Plot: High schooler Greg, who spends most of his time making parodies of classic movies with his co-worker Earl, finds his outlook forever altered after befriending a classmate who has just been diagnosed with cancer. It stars Thomas Mann, RJ Cyler and Olivia Cooke; directed by Alfonso Gomez Rejon.
It’s not as if it snubs some of the high school elements surrounding it: hot girls, future college applications and so on. But the specific objective of the director is crystal clear: “let’s make a high school film that doesn’t fall into the romantic or comedy genre” even when there are temptations to sway it to either side. And the result is a slowly-paced, at-times-boring-film that you only begin to appreciate when you realise the initial reason for the build up-especially in the last thirty minutes.
Thomas Mann who plays Greg makes up for an interesting character when we meet him in the film: keeping a low profile by avoiding publicity stunts and blending in into every caucus. But however important, somehow self-centred and alone he is, his development and significance to the plot of the film comes as a result of his forced meeting with the “dying girl”.
I saw a review which compared the film to 2014’s “The Fault in our Stars”. True, in the sense there are similar themes between the two films: the part about a character who is suffering from a terminal disease. But I can also remember going into 30 minutes in this film and saying to myself: Oh! this looks like “The perks of being a wall flower” when looking at it from the perspective that there aren’t much cheerful moments in this film. The characters are either sad or wallow in self pity. And even characters like Earl, where nothing much is revealed about him, he still carries this posture of having issues.
The most touching scenes in the film comes during Jon Bernthal’s one minute speech about learning more about a person after they are dead than when they are alive, which plays out exactly during the end of the film where Greg discovers more about “the dying girl” in her death. Entertainment wise, this film fails. Audience looking for thrills and sporadic twists should avoid this. It is boring, very. But the affirmative of the film are the camera work, the off-beat milieu in suburban Pittsburgh- the faded cinematography also. All the above characteristics aim to some way resemble (Birdman)- considering that both main characters are film makers.

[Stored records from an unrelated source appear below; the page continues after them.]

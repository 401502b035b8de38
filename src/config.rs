//! Slideshow configuration.
//!
//! Handles loading, validating, and merging `flashback.toml`. Stock defaults
//! are overridden by the config file, and the file is overridden by
//! command-line flags. The resolved [`SlideshowConfig`] is an immutable value
//! handed to every stage; nothing reads configuration from global state.
//!
//! ## Config File Location
//!
//! `flashback.toml` in the working directory is picked up automatically.
//! `--config <path>` points at any other file (which then must exist).
//!
//! ## Configuration Options
//!
//! ```toml
//! # All options are optional - defaults shown below
//!
//! input_dir = "./input_images"  # Folder scanned for photos (not recursive)
//! output_dir = "."              # Where the finished video is written
//! base_name = "memory_flashback"
//! fps = 30
//! resolution = "1920x1080"      # WIDTHxHEIGHT
//! extension = "mp4"             # Container for clips and final output
//! # seed = 1234                 # Fix shuffle + zoom randomness
//!
//! [order]
//! random = true                 # false = oldest photo first
//!
//! [timing]
//! crescendo = true              # false = every photo gets static_duration
//! crescendo_duration = 10.0     # Seconds for the accelerating pass
//! loop_duration = 5.0           # Seconds of one-frame-per-photo strobe after it
//! static_duration = 2.0
//!
//! [zoom]
//! enabled = true
//! min = 1.0
//! max = 1.5
//! frame_margin = 5              # Extra frames generated per zoomed clip
//!
//! [encoder]
//! program = "ffmpeg"
//! codec = "libx264"
//! pixel_format = "yuv420p"
//! on_clip_failure = "abort"     # or "tolerate"
//!
//! [scan]
//! extensions = ["jpg", "jpeg", "png", "tiff", "bmp"]
//! case_sensitive = true
//!
//! [logging]
//! level = "warn"
//! json = false
//! ```
//!
//! ## Partial Configuration
//!
//! Config files are sparse. Override just the values you want:
//!
//! ```toml
//! fps = 24
//! [zoom]
//! enabled = false
//! ```
//!
//! Unknown keys are rejected to catch typos early.

use crate::clip::{ClipSettings, Resolution, ResolutionError, ZoomRange, ZoomSettings};
use crate::scan::{OrderMode, ScanOptions};
use crate::timing::TimingMode;
use serde::{Deserialize, Serialize};
use std::fs;
use std::path::{Path, PathBuf};
use thiserror::Error;
//! Clip parameter generation: what each clip looks like before ffmpeg sees it.
//!
//! | Concern | Where |
//! |---|---|
//! | **Aspect fill** | [`CropSpec`] + `calculate_fill_dimensions` |
//! | **Zoom / pan** | [`ZoomPath::sample`] through an injected [`RandomSource`](crate::random::RandomSource) |
//! | **Frame budget** | `frame_count` = `ceil(duration * fps)` + margin |
//! | **Filter chain** | [`ClipParams::filter_expression`] |
//!
//! The module is split into:
//! - **Calculations**: Pure functions for geometry and frame math (unit testable)
//! - **Parameters**: Data structures describing one clip
//! - **Operations**: Planning functions combining calculations with render jobs

mod calculations;
pub mod operations;
mod params;

pub use operations::{ClipSettings, ZoomSettings, plan_clip, plan_clips};
pub use params::{
    ClipParams, CropSpec, Dimensions, FillGeometry, Resolution, ResolutionError, ZoomMotion,
    ZoomPath, ZoomRange,
};
//! ffmpeg-backed [`Encoder`].
//!
//! Each clip is one `ffmpeg` process that loops a still image through the
//! crop (and optional zoompan) filter chain:
//!
//! ```text
//! ffmpeg -hide_banner -loglevel error -y -loop 1 -i <image> -vf <filter>
//!        -c:v libx264 -t <seconds> -pix_fmt yuv420p -r <fps> <clip>
//! ```
//!
//! Clips are then stitched with the concat demuxer and stream copy, so the
//! final step never re-encodes:
//!
//! ```text
//! ffmpeg -hide_banner -loglevel error -y -f concat -safe 0 -i concat_list.txt -c copy <output>
//! ```
//!
//! The argument builders are pure functions so they can be tested without
//! an ffmpeg install.

use super::backend::{EncodeError, Encoder};
use crate::clip::ClipParams;
use crate::config::EncoderConfig;
use std::io::ErrorKind;
use std::path::Path;
use std::process::{Command, Output, Stdio};

/// Longest stderr excerpt kept in an error.
const STDERR_TAIL_CHARS: usize = 500;

/// Encoder that shells out to an external `ffmpeg` binary.
#[derive(Debug, Clone, PartialEq, Eq)]
pub struct FfmpegEncoder {
    program: String,
    codec: String,
    pixel_format: String,
}

impl FfmpegEncoder {
    pub fn new(program: &str, codec: &str, pixel_format: &str) -> Self {
        Self {
            program: program.to_string(),
            codec: codec.to_string(),
            pixel_format: pixel_format.to_string(),
        }
    }

    pub fn from_config(config: &EncoderConfig) -> Self {
        Self::new(&config.program, &config.codec, &config.pixel_format)
    }

    pub fn program(&self) -> &str {
        &self.program
    }

    fn run(&self, args: &[String]) -> Result<Output, EncodeError> {
        tracing::trace!(program = %self.program, args = %args.join(" "), "Running encoder");
        Command::new(&self.program)
            .args(args)
            .stdin(Stdio::null())
            .output()
            .map_err(|error| {
                if error.kind() == ErrorKind::NotFound {
                    EncodeError::EncoderNotFound {
                        program: self.program.clone(),
                    }
                } else {
                    EncodeError::Io(error)
                }
            })
    }
}

impl Encoder for FfmpegEncoder {
    fn version(&self) -> Result<String, EncodeError> {
        let output = self.run(&["-version".to_string()])?;
        let stdout = String::from_utf8_lossy(&output.stdout);
        Ok(stdout.lines().next().unwrap_or_default().trim().to_string())
    }

    fn render_clip(&self, clip: &ClipParams) -> Result<(), EncodeError> {
        let args = clip_args(clip, &self.codec, &self.pixel_format);
        let output = self.run(&args)?;
        if output.status.success() {
            return Ok(());
        }
        Err(EncodeError::ClipFailed {
            index: clip.index,
            status: output.status.to_string(),
            stderr: stderr_tail(&output.stderr),
        })
    }

    fn concat(&self, manifest: &Path, output_path: &Path) -> Result<(), EncodeError> {
        let output = self.run(&concat_args(manifest, output_path))?;
        if output.status.success() {
            return Ok(());
        }
        Err(EncodeError::ConcatFailed {
            status: output.status.to_string(),
            stderr: stderr_tail(&output.stderr),
        })
    }
}

fn quiet_args() -> Vec<String> {
    ["-hide_banner", "-loglevel", "error", "-y"]
        .iter()
        .map(|s| s.to_string())
        .collect()
}

/// Arguments that render one clip.
pub fn clip_args(clip: &ClipParams, codec: &str, pixel_format: &str) -> Vec<String> {
    let mut args = quiet_args();
    args.extend([
        "-loop".to_string(),
        "1".to_string(),
        "-i".to_string(),
        clip.source.to_string_lossy().into_owned(),
        "-vf".to_string(),
        clip.filter_expression(),
        "-c:v".to_string(),
        codec.to_string(),
        "-t".to_string(),
        format!("{:.5}", clip.duration),
        "-pix_fmt".to_string(),
        pixel_format.to_string(),
        "-r".to_string(),
        clip.fps.to_string(),
        clip.output.to_string_lossy().into_owned(),
    ]);
    args
}

/// Arguments that stitch the clips in `manifest` into `output`.
pub fn concat_args(manifest: &Path, output: &Path) -> Vec<String> {
    let mut args = quiet_args();
    args.extend([
        "-f".to_string(),
        "concat".to_string(),
        "-safe".to_string(),
        "0".to_string(),
        "-i".to_string(),
        manifest.to_string_lossy().into_owned(),
        "-c".to_string(),
        "copy".to_string(),
        output.to_string_lossy().into_owned(),
    ]);
    args
}

fn stderr_tail(stderr: &[u8]) -> String {
    let text = String::from_utf8_lossy(stderr);
    let chars: Vec<char> = text.chars().collect();
    let start = chars.len().saturating_sub(STDERR_TAIL_CHARS);
    chars[start..].iter().collect::<String>().trim().to_string()
}

#[cfg(test)]
mod tests {
    use super::*;
    use crate::clip::{CropSpec, Resolution};
    use std::path::PathBuf;

    fn clip() -> ClipParams {
        ClipParams {
            index: 7,
            source: "/in/a.jpg".into(),
            output: "/in/temp_clips/clip_00007.mp4".into(),
            duration: 1.0 / 3.0,
            fps: 30,
            crop: CropSpec::for_resolution(Resolution {
                width: 1280,
                height: 720,
            }),
            geometry: None,
            zoom: None,
        }
    }

    fn value_after<'a>(args: &'a [String], flag: &str) -> &'a str {
        let pos = args.iter().position(|a| a == flag).unwrap();
        &args[pos + 1]
    }

    #[test]
    fn clip_args_loop_still_image() {
        let args = clip_args(&clip(), "libx264", "yuv420p");
        assert_eq!(value_after(&args, "-loop"), "1");
        assert_eq!(value_after(&args, "-i"), "/in/a.jpg");
        assert_eq!(value_after(&args, "-c:v"), "libx264");
        assert_eq!(value_after(&args, "-pix_fmt"), "yuv420p");
        assert_eq!(value_after(&args, "-r"), "30");
        assert!(args.contains(&"-y".to_string()));
        assert_eq!(args.last().unwrap(), "/in/temp_clips/clip_00007.mp4");
    }

    #[test]
    fn clip_duration_has_five_decimals() {
        let args = clip_args(&clip(), "libx264", "yuv420p");
        assert_eq!(value_after(&args, "-t"), "0.33333");
    }

    #[test]
    fn clip_args_carry_filter_expression() {
        let c = clip();
        let args = clip_args(&c, "libx264", "yuv420p");
        assert_eq!(value_after(&args, "-vf"), c.filter_expression());
    }

    #[test]
    fn clip_args_input_precedes_output_options() {
        let args = clip_args(&clip(), "libx264", "yuv420p");
        let input = args.iter().position(|a| a == "-i").unwrap();
        let codec = args.iter().position(|a| a == "-c:v").unwrap();
        assert!(input < codec);
    }

    #[test]
    fn concat_args_stream_copy() {
        let args = concat_args(Path::new("/w/concat_list.txt"), Path::new("/out/v_30fps_1.mp4"));
        assert_eq!(value_after(&args, "-f"), "concat");
        assert_eq!(value_after(&args, "-safe"), "0");
        assert_eq!(value_after(&args, "-i"), "/w/concat_list.txt");
        assert_eq!(value_after(&args, "-c"), "copy");
        assert_eq!(args.last().unwrap(), "/out/v_30fps_1.mp4");
    }

    #[test]
    fn stderr_tail_keeps_end() {
        let long = "x".repeat(1000) + "the actual error";
        let tail = stderr_tail(long.as_bytes());
        assert_eq!(tail.chars().count(), STDERR_TAIL_CHARS);
        assert!(tail.ends_with("the actual error"));
    }

    #[test]
    fn stderr_tail_trims_whitespace() {
        assert_eq!(stderr_tail(b"  boom\n"), "boom");
    }

    #[test]
    fn missing_program_maps_to_not_found() {
        let encoder = FfmpegEncoder::new(
            "/definitely/not/a/real/ffmpeg-binary",
            "libx264",
            "yuv420p",
        );
        let err = encoder.version().unwrap_err();
        assert!(matches!(
            err,
            EncodeError::EncoderNotFound { ref program } if program == "/definitely/not/a/real/ffmpeg-binary"
        ));

        let err = encoder
            .concat(Path::new("/tmp/list.txt"), &PathBuf::from("/tmp/out.mp4"))
            .unwrap_err();
        assert!(matches!(err, EncodeError::EncoderNotFound { .. }));
    }

    #[test]
    fn from_config_uses_encoder_section() {
        let encoder = FfmpegEncoder::from_config(&EncoderConfig {
            program: "./ffmpeg.exe".into(),
            ..EncoderConfig::default()
        });
        assert_eq!(encoder.program(), "./ffmpeg.exe");
    }
}
//! End-to-end slideshow rendering.
//!
//! Ties the stages together:
//!
//! ```text
//! scan → order → durations → queue → clip plan → render clips → manifest → concat → cleanup
//! ```
//!
//! Everything up to the clip plan is pure and shared with the `plan` command,
//! so a dry run and a real run with the same seed describe the same video.
//!
//! ## Workspace
//!
//! Clips are rendered into `<input_dir>/temp_clips/` together with the concat
//! manifest. The folder is created fresh for every run and removed afterwards,
//! whether the run succeeded or not. Failing to remove it is logged, never
//! reported as a run failure.
//!
//! ## Failure policy
//!
//! A missing encoder binary always stops the run. A single clip failing stops
//! it under [`ClipFailurePolicy::Abort`]; under [`ClipFailurePolicy::Tolerate`]
//! the clip is left out of the manifest and counted in the [`RunSummary`].
//!
//! ## Progress
//!
//! With a sender attached, [`RenderEvent`]s are emitted as the run advances.
//! Clip progress is reported every [`PROGRESS_INTERVAL`] clips and after the
//! last one.

use crate::clip::{ClipParams, Resolution, plan_clips};
use crate::config::{ClipFailurePolicy, ConfigError, SlideshowConfig};
use crate::encoder::{EncodeError, Encoder, FfmpegEncoder, MANIFEST_FILE_NAME, write_manifest};
use crate::naming::unique_output_path;
use crate::queue::{DurationSource, build_queue};
use crate::random::{XorShift64, seed_from_clock};
use crate::scan::{ScanError, order_images, scan};
use crate::timing::primary_durations;
use serde::Serialize;
use std::fs;
use std::path::{Path, PathBuf};
use std::sync::mpsc::Sender;
use thiserror::Error;

/// Clip workspace folder created inside the input directory.
pub const CLIP_DIR_NAME: &str = "temp_clips";

/// Clips rendered between two progress events.
pub const PROGRESS_INTERVAL: usize = 10;

#[derive(Error, Debug)]
pub enum PipelineError {
    #[error("IO error: {0}")]
    Io(#[from] std::io::Error),
    #[error(transparent)]
    Config(#[from] ConfigError),
    #[error(transparent)]
    Scan(#[from] ScanError),
    #[error(transparent)]
    Encode(#[from] EncodeError),
    #[error("No clips were rendered ({failed} failed); nothing to stitch")]
    NothingRendered { failed: usize },
    #[error("Created input folder '{}'. Put your photos in it and run again.", .0.display())]
    InputCreated(PathBuf),
}

/// Progress events sent while a run advances.
#[derive(Debug, Clone, PartialEq)]
pub enum RenderEvent {
    /// Plan is ready; rendering is about to start.
    Planned {
        images: usize,
        clips: usize,
        total_duration: f64,
        seed: u64,
    },
    /// `done` of `total` clips have been attempted.
    Progress { done: usize, total: usize },
    /// A clip failed and was skipped (tolerate policy only).
    ClipSkipped { index: usize, reason: String },
    /// All clips attempted; joining them into the output file.
    Stitching { clips: usize },
    /// Output file written.
    Finished { output: PathBuf },
}

/// Full description of a run, computed without touching the encoder.
#[derive(Debug, Clone, PartialEq, Serialize)]
pub struct Plan {
    pub seed: u64,
    pub input_dir: PathBuf,
    pub clip_dir: PathBuf,
    pub output: PathBuf,
    pub fps: u32,
    pub resolution: Resolution,
    pub image_count: usize,
    /// Seconds of video the plan produces.
    pub total_duration: f64,
    pub clips: Vec<ClipParams>,
}

impl Plan {
    /// Clips shown in the first pass (one per image); the rest are the loop.
    pub fn primary_clips(&self) -> &[ClipParams] {
        &self.clips[..self.image_count.min(self.clips.len())]
    }

    pub fn loop_clips(&self) -> &[ClipParams] {
        &self.clips[self.image_count.min(self.clips.len())..]
    }
}

/// Outcome of a finished run.
#[derive(Debug, Clone, PartialEq)]
pub struct RunSummary {
    pub output: PathBuf,
    pub seed: u64,
    pub image_count: usize,
    pub clip_count: usize,
    /// Indices of clips left out under the tolerate policy.
    pub failed_clips: Vec<usize>,
    pub total_duration: f64,
}

/// Result of the `check` command.
#[derive(Debug, Clone, PartialEq)]
pub struct CheckReport {
    pub input_dir: PathBuf,
    pub image_count: usize,
    pub encoder_version: String,
}

/// The configured seed, or a fresh one from the clock.
pub fn resolve_seed(config: &SlideshowConfig) -> u64 {
    match config.seed {
        Some(seed) => seed,
        None => {
            let seed = seed_from_clock();
            tracing::info!(seed, "No seed configured; pass --seed {seed} to reproduce this run");
            seed
        }
    }
}

/// Build the full render plan for `config` using `seed`.
///
/// Scans and orders the images, assigns durations, appends the loop, and
/// samples every clip's zoom. Randomness is drawn in that order from a single
/// generator, so the plan is a pure function of the input folder and seed.
pub fn build_plan(config: &SlideshowConfig, seed: u64) -> Result<Plan, PipelineError> {
    config.validate()?;
    let settings = config.clip_settings()?;

    let images = scan(&config.input_dir, &config.scan_options())?;
    let mut rng = XorShift64::from_seed(seed);
    let ordered = order_images(images, config.order_mode(), &mut rng);

    let durations = primary_durations(ordered.len(), config.timing_mode(), config.fps);
    let queue = build_queue(
        &ordered,
        DurationSource::PerImage(&durations),
        config.timing.loop_duration,
        config.fps,
    );

    let input_dir = std::path::absolute(&config.input_dir)?;
    let clip_dir = input_dir.join(CLIP_DIR_NAME);
    let clips = plan_clips(&queue, &clip_dir, &settings, &mut rng);
    let output = unique_output_path(
        &config.output_dir,
        &config.base_name,
        config.fps,
        &config.extension,
    );

    tracing::debug!(
        images = ordered.len(),
        clips = clips.len(),
        seed,
        "Built render plan"
    );

    Ok(Plan {
        seed,
        input_dir,
        clip_dir,
        output,
        fps: config.fps,
        resolution: config.resolution()?,
        image_count: ordered.len(),
        total_duration: queue.total_duration(),
        clips,
    })
}

/// Render the slideshow with ffmpeg.
pub fn run(
    config: &SlideshowConfig,
    events: Option<Sender<RenderEvent>>,
) -> Result<RunSummary, PipelineError> {
    let encoder = FfmpegEncoder::from_config(&config.encoder);
    run_with_encoder(&encoder, config, events)
}

/// Render the slideshow using a specific encoder (allows testing with mock).
pub fn run_with_encoder(
    encoder: &impl Encoder,
    config: &SlideshowConfig,
    events: Option<Sender<RenderEvent>>,
) -> Result<RunSummary, PipelineError> {
    create_default_input(&config.input_dir, uses_default_input(config))?;
    let seed = resolve_seed(config);
    let plan = build_plan(config, seed)?;

    emit(
        &events,
        RenderEvent::Planned {
            images: plan.image_count,
            clips: plan.clips.len(),
            total_duration: plan.total_duration,
            seed,
        },
    );

    prepare_workspace(&plan.clip_dir)?;
    let result = render_plan(encoder, config.encoder.on_clip_failure, &plan, &config.output_dir, &events);
    cleanup_workspace(&plan.clip_dir);
    result
}

/// Confirm the input folder has images and the encoder can be started.
pub fn check_with_encoder(
    encoder: &impl Encoder,
    config: &SlideshowConfig,
) -> Result<CheckReport, PipelineError> {
    config.validate()?;
    create_default_input(&config.input_dir, uses_default_input(config))?;
    let images = scan(&config.input_dir, &config.scan_options())?;
    let encoder_version = encoder.version()?;
    Ok(CheckReport {
        input_dir: config.input_dir.clone(),
        image_count: images.len(),
        encoder_version,
    })
}

/// [`check_with_encoder`] against the configured ffmpeg.
pub fn check(config: &SlideshowConfig) -> Result<CheckReport, PipelineError> {
    check_with_encoder(&FfmpegEncoder::from_config(&config.encoder), config)
}

fn render_plan(
    encoder: &impl Encoder,
    policy: ClipFailurePolicy,
    plan: &Plan,
    output_dir: &Path,
    events: &Option<Sender<RenderEvent>>,
) -> Result<RunSummary, PipelineError> {
    let total = plan.clips.len();
    let mut rendered = Vec::with_capacity(total);
    let mut failed_clips = Vec::new();

    for (i, clip) in plan.clips.iter().enumerate() {
        match encoder.render_clip(clip) {
            Ok(()) => rendered.push(clip.output.clone()),
            Err(e) if e.is_clip_failure() && policy == ClipFailurePolicy::Tolerate => {
                tracing::warn!(index = clip.index, source = %clip.source.display(), error = %e, "Skipping failed clip");
                emit(
                    events,
                    RenderEvent::ClipSkipped {
                        index: clip.index,
                        reason: e.to_string(),
                    },
                );
                failed_clips.push(clip.index);
            }
            Err(e) => return Err(e.into()),
        }

        let done = i + 1;
        if done % PROGRESS_INTERVAL == 0 || done == total {
            emit(events, RenderEvent::Progress { done, total });
        }
    }

    if rendered.is_empty() {
        return Err(PipelineError::NothingRendered {
            failed: failed_clips.len(),
        });
    }

    emit(
        events,
        RenderEvent::Stitching {
            clips: rendered.len(),
        },
    );
    let manifest = plan.clip_dir.join(MANIFEST_FILE_NAME);
    write_manifest(&manifest, &rendered)?;
    fs::create_dir_all(output_dir)?;
    if let Err(e) = encoder.concat(&manifest, &plan.output) {
        remove_partial_output(&plan.output);
        return Err(e.into());
    }

    tracing::info!(output = %plan.output.display(), clips = rendered.len(), "Slideshow written");
    emit(
        events,
        RenderEvent::Finished {
            output: plan.output.clone(),
        },
    );

    Ok(RunSummary {
        output: plan.output.clone(),
        seed: plan.seed,
        image_count: plan.image_count,
        clip_count: rendered.len(),
        failed_clips,
        total_duration: plan.total_duration,
    })
}

/// Create an empty clip workspace, clearing leftovers from an interrupted run.
fn prepare_workspace(clip_dir: &Path) -> std::io::Result<()> {
    if clip_dir.exists() {
        tracing::debug!(dir = %clip_dir.display(), "Removing stale clip workspace");
        fs::remove_dir_all(clip_dir)?;
    }
    fs::create_dir_all(clip_dir)
}

fn cleanup_workspace(clip_dir: &Path) {
    if let Err(e) = fs::remove_dir_all(clip_dir) {
        tracing::warn!(dir = %clip_dir.display(), error = %e, "Could not remove clip workspace");
    }
}

fn remove_partial_output(output: &Path) {
    match fs::remove_file(output) {
        Ok(()) => tracing::debug!(output = %output.display(), "Removed partial output"),
        Err(e) if e.kind() == std::io::ErrorKind::NotFound => {}
        Err(e) => {
            tracing::warn!(output = %output.display(), error = %e, "Could not remove partial output")
        }
    }
}

/// Create the stock input folder on first use and stop so the user can fill it.
///
/// Only the default location is created; a missing custom `--input` is left
/// to the scan, which reports it as missing.
fn create_default_input(dir: &Path, is_default: bool) -> Result<(), PipelineError> {
    if !is_default || dir.exists() {
        return Ok(());
    }
    fs::create_dir_all(dir)?;
    tracing::info!(dir = %dir.display(), "Created input folder");
    Err(PipelineError::InputCreated(dir.to_path_buf()))
}

fn uses_default_input(config: &SlideshowConfig) -> bool {
    config.input_dir == SlideshowConfig::default().input_dir
}

fn emit(events: &Option<Sender<RenderEvent>>, event: RenderEvent) {
    if let Some(tx) = events {
        tx.send(event).ok();
    }
}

Finally, what I see myself liking about this film is the character development of Greg. The film starts with him writing a book and the chapters of that book are laid out in chapters for the whole film. Interestingly, each chapter serves as a learning opportunity for Greg. And though the director bypasses how he puts that learning experience to use. Still, there is this lingering feeling that his experiences are going to be an important tool in his life making decisions. Moreover, the human-to-human interactions are natural-highlighting on the highs and lows of everyday relationship. And though one of those interactions is with the “dying girl” (played by Olivia Cooke)-zero attempts are made to make us feel pity for her.